Regressar à política passa ainda pelo restabelecimento da confiança política na política e nos agentes e instituições políticas, recusando a tentação de agir com base no “paradigma Mourinho”, isto é, trocando o sucesso no curto prazo pela credibilidade a longo prazo.
2. Regressar ao desenvolvimento passa por redescobrir as melhores vias para compatibilizar crescimento económico com redução das desigualdades num mundo mais globalizado. Essa compatibilização tem sido prejudicada pela deificação do mercado e pela desvalorização da ideia de serviço público. Às falácias sobre a antinomia mercado-estado é necessário opor a valorização da indispensabilidade da regulação económica, até como condição para o desenvolvimento dos mercados. À desvalorização do serviço público, é necessário opor uma revitalização, com critérios de eficiência e eficácia, da escola pública, do serviço nacional de saúde e da segurança social pública.

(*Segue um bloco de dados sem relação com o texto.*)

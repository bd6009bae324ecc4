//! Simulation Testing for the Spool
//!
//! Runs concurrent writers against a spool whose object store injects
//! faults, restarts it with recovery, then checks what reached the store
//! against a shadow record of everything delivered.
//!
//! ## Design
//!
//! ```text
//! for seed in seeds {
//!     phase 1: N writer threads deliver seeded batches, rotating and
//!              sweeping along the way; uploads may give up under faults
//!     phase 2: restart on the same staging dir with recovery, no faults
//!     check:   every record in the store exactly once, whole lines only,
//!              per-writer order kept inside each object, staging dir empty
//! }
//! ```
//!
//! Thread interleaving is not controlled, but the workload and the store
//! faults are derived from the seed.

use crate::spool::clock::SimulatedClock;
use crate::spool::config::{Encoding, OutputConfig, RotationStrategy};
use crate::spool::event::Event;
use crate::spool::object_store::InMemoryObjectStore;
use crate::spool::output::SpoolOutput;
use crate::spool::simulated_store::{SimulatedObjectStore, SimulatedStoreConfig, SimulatedStoreStats};
use bytes::Bytes;
use rand::{Rng, SeedableRng};
use rand_chacha::ChaCha8Rng;
use serde_json::{Map, Value};
use std::collections::HashMap;
use std::io::Read;
use std::path::{Path, PathBuf};
use std::sync::Arc;
use std::time::Duration;

#[derive(Debug, Clone)]
pub struct SpoolDSTConfig {
    pub writers: usize,
    pub batches_per_writer: usize,
    pub max_batch_size: usize,
    /// Number of distinct routing keys
    pub keys: usize,
    pub size_rotate: u64,
    pub encoding: Encoding,
    pub store_config: SimulatedStoreConfig,
    /// Bounded retries in phase 1 leave files behind for recovery
    pub max_upload_attempts: Option<u32>,
    /// Probability that a writer advances time and runs the timers after a batch
    pub tick_probability: f64,
}

impl Default for SpoolDSTConfig {
    fn default() -> Self {
        SpoolDSTConfig {
            writers: 4,
            batches_per_writer: 50,
            max_batch_size: 8,
            keys: 3,
            size_rotate: 512,
            encoding: Encoding::None,
            store_config: SimulatedStoreConfig::no_faults(),
            max_upload_attempts: None,
            tick_probability: 0.1,
        }
    }
}

impl SpoolDSTConfig {
    /// Minimal fault injection
    pub fn calm() -> Self {
        Self::default()
    }

    /// Transient store failures, retried until they succeed
    pub fn moderate() -> Self {
        SpoolDSTConfig {
            store_config: SimulatedStoreConfig {
                latency_range_us: (0, 200),
                ..SimulatedStoreConfig::default()
            },
            ..Self::default()
        }
    }

    /// Frequent failures and bounded retries, so recovery has work to do
    pub fn chaos() -> Self {
        SpoolDSTConfig {
            store_config: SimulatedStoreConfig {
                latency_range_us: (0, 200),
                ..SimulatedStoreConfig::high_chaos()
            },
            max_upload_attempts: Some(2),
            ..Self::default()
        }
    }
}

/// Result of one seed
#[derive(Debug, Clone, Default)]
pub struct SpoolDSTResult {
    pub seed: u64,
    pub records_delivered: u64,
    pub objects_stored: u64,
    pub records_found: u64,
    pub uploads_given_up: u64,
    pub files_recovered: u64,
    pub leftover_entries: u64,
    pub store_stats: SimulatedStoreStats,
    pub violations: Vec<String>,
}

impl SpoolDSTResult {
    pub fn new(seed: u64) -> Self {
        SpoolDSTResult {
            seed,
            ..Default::default()
        }
    }

    pub fn is_success(&self) -> bool {
        self.violations.is_empty()
    }

    pub fn summary(&self) -> String {
        format!(
            "Seed {}: {} records delivered, {} found in {} objects, {} gave up, {} recovered, {} put failures, {} violations",
            self.seed,
            self.records_delivered,
            self.records_found,
            self.objects_stored,
            self.uploads_given_up,
            self.files_recovered,
            self.store_stats.put_failures + self.store_stats.timeouts + self.store_stats.lost_acks,
            self.violations.len()
        )
    }
}

pub struct SpoolDSTHarness {
    seed: u64,
    config: SpoolDSTConfig,
    staging: StagingDir,
    store: InMemoryObjectStore,
    clock: SimulatedClock,
    result: SpoolDSTResult,
}

impl SpoolDSTHarness {
    pub fn new(seed: u64, config: SpoolDSTConfig) -> std::io::Result<Self> {
        Ok(SpoolDSTHarness {
            seed,
            config,
            staging: StagingDir::new(seed)?,
            store: InMemoryObjectStore::new(),
            clock: SimulatedClock::default(),
            result: SpoolDSTResult::new(seed),
        })
    }

    fn output_config(&self, recover: bool, max_upload_attempts: Option<u32>) -> OutputConfig {
        OutputConfig {
            prefix: "dst/%{type}".to_string(),
            rotation_strategy: RotationStrategy::SizeAndTime,
            size_rotate: self.config.size_rotate,
            time_rotate: Duration::from_secs(60),
            encoding: self.config.encoding,
            recover,
            upload_workers_count: 2,
            upload_queue_size: 2,
            retry_delay: Duration::from_millis(1),
            max_upload_attempts,
            rotate_check_interval: Duration::from_secs(3600),
            stale_sweep_interval: Duration::from_secs(3600),
            stale_file_age: Duration::from_secs(120),
            ..OutputConfig::test(self.staging.path().to_path_buf())
        }
    }

    pub fn run(mut self) -> SpoolDSTResult {
        if let Err(e) = self.run_phases() {
            self.result.violations.push(e);
        }
        self.result
    }

    fn run_phases(&mut self) -> Result<(), String> {
        // Phase 1: concurrent writers against a faulty store
        let faulty = Arc::new(SimulatedObjectStore::new(
            self.store.clone(),
            self.seed,
            self.config.store_config.clone(),
        ));
        let output = Arc::new(
            SpoolOutput::start_with(
                self.output_config(false, self.config.max_upload_attempts),
                faulty.clone(),
                Arc::new(self.clock.clone()),
            )
            .map_err(|e| format!("phase 1 start failed: {}", e))?,
        );

        let handles: Vec<_> = (0..self.config.writers)
            .map(|writer| {
                let output = output.clone();
                let clock = self.clock.clone();
                let config = self.config.clone();
                let seed = self.seed;
                std::thread::spawn(move || run_writer(writer, seed, &config, &output, &clock))
            })
            .collect();

        for handle in handles {
            let delivered = handle
                .join()
                .map_err(|_| "writer thread panicked".to_string())??;
            self.result.records_delivered += delivered;
        }
        output.stop();
        self.result.uploads_given_up = output.uploader_stats().gave_up;
        self.result.store_stats = faulty.stats();
        drop(output);

        // Phase 2: restart with recovery against a healthy store
        let restarted = SpoolOutput::start_with(
            self.output_config(true, None),
            Arc::new(self.store.clone()),
            Arc::new(self.clock.clone()),
        )
        .map_err(|e| format!("phase 2 start failed: {}", e))?;
        self.result.files_recovered = restarted
            .recovery_stats()
            .map_or(0, |stats| stats.queued as u64);
        restarted.stop();

        self.check_invariants()
    }

    fn check_invariants(&mut self) -> Result<(), String> {
        let objects = self.store.objects("spool");
        self.result.objects_stored = objects.len() as u64;

        let mut seen: HashMap<String, u32> = HashMap::new();
        for (key, data) in &objects {
            let text = decode(self.config.encoding, data)
                .map_err(|e| format!("object {} does not decode: {}", key, e))?;
            if !text.is_empty() && !text.ends_with('\n') {
                self.result
                    .violations
                    .push(format!("object {} ends with a partial record", key));
            }

            let mut last_seq: HashMap<String, u64> = HashMap::new();
            for line in text.lines() {
                let Some((route, writer, seq)) = parse_line(line) else {
                    self.result
                        .violations
                        .push(format!("object {} has a malformed record {:?}", key, line));
                    continue;
                };
                if !key.starts_with(&format!("dst/{}/", route)) {
                    self.result
                        .violations
                        .push(format!("record {:?} stored under wrong key {}", line, key));
                }
                if let Some(previous) = last_seq.insert(writer.clone(), seq) {
                    if previous >= seq {
                        self.result.violations.push(format!(
                            "object {}: writer {} records out of order ({} after {})",
                            key, writer, seq, previous
                        ));
                    }
                }
                *seen.entry(line.to_string()).or_default() += 1;
            }
        }

        self.result.records_found = seen.values().map(|&n| n as u64).sum();
        let duplicates = seen.values().filter(|&&n| n > 1).count();
        if duplicates > 0 {
            self.result
                .violations
                .push(format!("{} records stored more than once", duplicates));
        }
        if seen.len() as u64 != self.result.records_delivered {
            self.result.violations.push(format!(
                "{} records delivered but {} distinct records stored",
                self.result.records_delivered,
                seen.len()
            ));
        }

        let leftovers = std::fs::read_dir(self.staging.path())
            .map_err(|e| format!("cannot list staging dir: {}", e))?
            .count() as u64;
        self.result.leftover_entries = leftovers;
        if leftovers > 0 {
            self.result
                .violations
                .push(format!("{} entries left in the staging dir", leftovers));
        }
        Ok(())
    }
}

/// Scratch staging root, removed when the harness is dropped
struct StagingDir(PathBuf);

impl StagingDir {
    fn new(seed: u64) -> std::io::Result<Self> {
        let path = std::env::temp_dir().join(format!(
            "spool-dst-{}-{}",
            seed,
            uuid::Uuid::new_v4()
        ));
        std::fs::create_dir_all(&path)?;
        Ok(StagingDir(path))
    }

    fn path(&self) -> &Path {
        &self.0
    }
}

impl Drop for StagingDir {
    fn drop(&mut self) {
        let _ = std::fs::remove_dir_all(&self.0);
    }
}

/// One writer thread. Returns how many records it delivered.
fn run_writer(
    writer: usize,
    seed: u64,
    config: &SpoolDSTConfig,
    output: &SpoolOutput,
    clock: &SimulatedClock,
) -> Result<u64, String> {
    let mut rng = ChaCha8Rng::seed_from_u64(seed.wrapping_mul(1_000_003).wrapping_add(writer as u64));
    let mut seq: u64 = 0;

    for _ in 0..config.batches_per_writer {
        let size = rng.gen_range(1..=config.max_batch_size);
        let batch: Vec<(Event, Bytes)> = (0..size)
            .map(|_| {
                let route = format!("k{}", rng.gen_range(0..config.keys));
                let padding = "p".repeat(rng.gen_range(0..64));
                let line = format!("{}|w{}|{}|{}\n", route, writer, seq, padding);
                seq += 1;

                let mut fields = Map::new();
                fields.insert("type".to_string(), Value::String(route));
                (Event::new(fields), Bytes::from(line))
            })
            .collect();

        output
            .deliver(&batch)
            .map_err(|e| format!("writer {} deliver failed: {}", writer, e))?;

        if rng.gen_bool(config.tick_probability) {
            clock.advance(Duration::from_secs(rng.gen_range(1..90)));
            output.rotate_all();
            output.registry().sweep_stale();
        }
    }
    Ok(seq)
}

fn decode(encoding: Encoding, data: &[u8]) -> std::io::Result<String> {
    let mut text = String::new();
    match encoding {
        Encoding::None => {
            text = String::from_utf8(data.to_vec())
                .map_err(|e| std::io::Error::new(std::io::ErrorKind::InvalidData, e))?;
        }
        Encoding::Gzip => {
            flate2::read::MultiGzDecoder::new(data).read_to_string(&mut text)?;
        }
    }
    Ok(text)
}

/// `route|writer|seq|padding`
fn parse_line(line: &str) -> Option<(String, String, u64)> {
    let mut parts = line.split('|');
    let route = parts.next()?;
    let writer = parts.next()?;
    let seq = parts.next()?.parse().ok()?;
    let padding = parts.next()?;
    if parts.next().is_some() || padding.chars().any(|c| c != 'p') {
        return None;
    }
    Some((route.to_string(), writer.to_string(), seq))
}

/// Run one harness per seed
pub fn run_spool_dst_batch(
    seeds: std::ops::Range<u64>,
    config: SpoolDSTConfig,
) -> Vec<SpoolDSTResult> {
    seeds
        .map(|seed| match SpoolDSTHarness::new(seed, config.clone()) {
            Ok(harness) => harness.run(),
            Err(e) => SpoolDSTResult {
                violations: vec![format!("harness setup failed: {}", e)],
                ..SpoolDSTResult::new(seed)
            },
        })
        .collect()
}

pub fn summarize_spool_dst_batch(results: &[SpoolDSTResult]) -> String {
    let total = results.len();
    let passed = results.iter().filter(|r| r.is_success()).count();
    let delivered: u64 = results.iter().map(|r| r.records_delivered).sum();
    let objects: u64 = results.iter().map(|r| r.objects_stored).sum();
    let gave_up: u64 = results.iter().map(|r| r.uploads_given_up).sum();
    let recovered: u64 = results.iter().map(|r| r.files_recovered).sum();

    let mut summary = format!(
        "Spool DST Batch: {}/{} passed ({} failed)\n\
         Records: {}, Objects: {}, Gave up: {}, Recovered: {}",
        passed,
        total,
        total - passed,
        delivered,
        objects,
        gave_up,
        recovered
    );

    if passed < total {
        summary.push_str("\n\nFailed seeds:");
        for r in results.iter().filter(|r| !r.is_success()) {
            summary.push_str(&format!("\n  Seed {}: {}", r.seed, r.violations.join("; ")));
        }
    }
    summary
}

Regressar ao desenvolvimento passa ainda por combinar a regulação internacional negociada das trocas comerciais com a das condições sociais de trabalho subjacentes à produção que desemboca nessas trocas.
3. Regressar ao universalismo passa por reinventar as pertenças colectivas com base em critérios que garantam a autonomia individual e promovam uma inclusão nacional cosmopolita. Estes dois objectivos têm sido prejudicados pelo renascimento dos nacionalismos e pelo seu aprofundamento nas políticas multiculturalistas. As derivas identitárias e os fechamentos comunitaristas que lhes estão associados representam um perigo para a paz e a coesão social que só podem ser vencidos com mais integração e regulação dos fluxos transnacionais de bens e pessoas.
Se tivesse que escolher uma expressão simples para descrever a nova nação que precisamos de construir, roubaria, descontextualizando-o, o título de um livro do José Eduardo Agualusa: “Nação Crioula”.